クッキーの属性にhttpOnlyをつけ、JSによる呼び出しを防ぐことで対策
4章 Webアプリケーションの機能別に見るセキュリティバグ
表示の脆弱性による攻撃-画面書き換えによるもの-
入力フォームに脆弱性がある場合、
(OWASPのresを見せながら実演) 今回は
<input type=text name=mail value=<?php echo $_GET['p']; ?>>>
のように属性値をダブルクオーテーションで囲わなかったことが脆弱性に繋がっていた。 このようなメタ文字の持つ特殊意味を利用して行われるのがXSS。回避するためにはHTMLの「エスケープ」を行い、意味を打ち消す
ただしダブルクオーテーションで囲っていてもダブルクオーテーションをエスケープしないと
"script = ... "
のような攻撃から守れない。
エスケープ方法
htmlspecialcharsを使ってPHPではエスケープする。
Vueのセキュリティ
- HTMLエスケープは自動。安全なHTMLであれば明示して描画できる(
v-html
) - URLの挿入対策にはsanitize-urlというライブラリがある
v-htmlの値にユーザーからのinputを渡さないこと(このような攻撃が可能 https://qiita.com/tnemotox/items/b4b8f0f627e23dd62447)
表示の脆弱性による攻撃-XSS-
上述済
入力による脆弱性
ヌルバイト攻撃
バイナリセーフ:どのようなバイト列であっても扱えることを意味する。値ゼロ\0が来ても続けて読み取る。Cなどではヌルバイトは末端記号と扱うため「バイナリセーフ」ではない。
そのため 2 \00 <script>...
のような文字列を入力として受け取ると、チェックを素通りし\00 以降のスクリプトが実行されてしまう(実演)

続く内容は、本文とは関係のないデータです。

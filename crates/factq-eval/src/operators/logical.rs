//! Logical operators
//!
//! Implements: and, or, not
//!
//! Operands are judged by truthiness: nil, `false`, `[false]` and the empty
//! sequence are false, everything else is true. `and` and `or` stop at the
//! first operand that decides the result.

use super::assert_args;
use crate::context::Scope;
use crate::engine::Engine;
use crate::error::{EvalResult, Expected};
use factq_term::{Term, Value};

impl Engine {
    /// `(and a b ...)`
    pub(crate) fn eval_and(&self, term: &mut Term, cx: &mut Scope<'_>) -> EvalResult<Value> {
        assert_args(term, Expected::AtLeast(1))?;
        for position in 0..term.arity() {
            if !self.resolve(term, position, cx)?.is_truthy() {
                return Ok(Value::boolean(false));
            }
        }
        Ok(Value::boolean(true))
    }

    /// `(or a b ...)`
    pub(crate) fn eval_or(&self, term: &mut Term, cx: &mut Scope<'_>) -> EvalResult<Value> {
        assert_args(term, Expected::AtLeast(1))?;
        for position in 0..term.arity() {
            if self.resolve(term, position, cx)?.is_truthy() {
                return Ok(Value::boolean(true));
            }
        }
        Ok(Value::boolean(false))
    }

    /// `(not x)`
    pub(crate) fn eval_not(&self, term: &mut Term, cx: &mut Scope<'_>) -> EvalResult<Value> {
        assert_args(term, Expected::Exactly(1))?;
        Ok(Value::boolean(!self.resolve(term, 0, cx)?.is_truthy()))
    }
}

入力値の検証には正規表現で指定した形式にマッチしているか判定するのがよい。
SQL呼び出しに伴う脆弱性 -SQLインジェクション-
攻撃する側としてまず何をするのが効率いいのか?
IMFORMATIONS_SCHEMA
というSQL標準規格のテーブルを表示させよう。
これによりtable/rowの定義を表示させらられる。 得られた情報から欲しい情報が入っていそうなtable/rowを優先して攻撃する。
UNION SELECT
を使う。
- 二つのSQL文の結果を結合して求められ得る
- 一度の攻撃で大量のデータを取得できる。
対策:プレースホルダーを使おう
- 特にユーザーが指定できる値については変数でJSの変数で代入させるのではなく、placeholderを使うべき
ここまでのまとめ
ほとんどの攻撃は最新のフレームワークでは標準で対策されているが、実装者も気をつけなければ知らずに「対策の例外処理」を実装してしまいかねないと感じた。 CTFにも役立ちそう。 後半はさらに複雑な攻撃も登場するので楽しみ。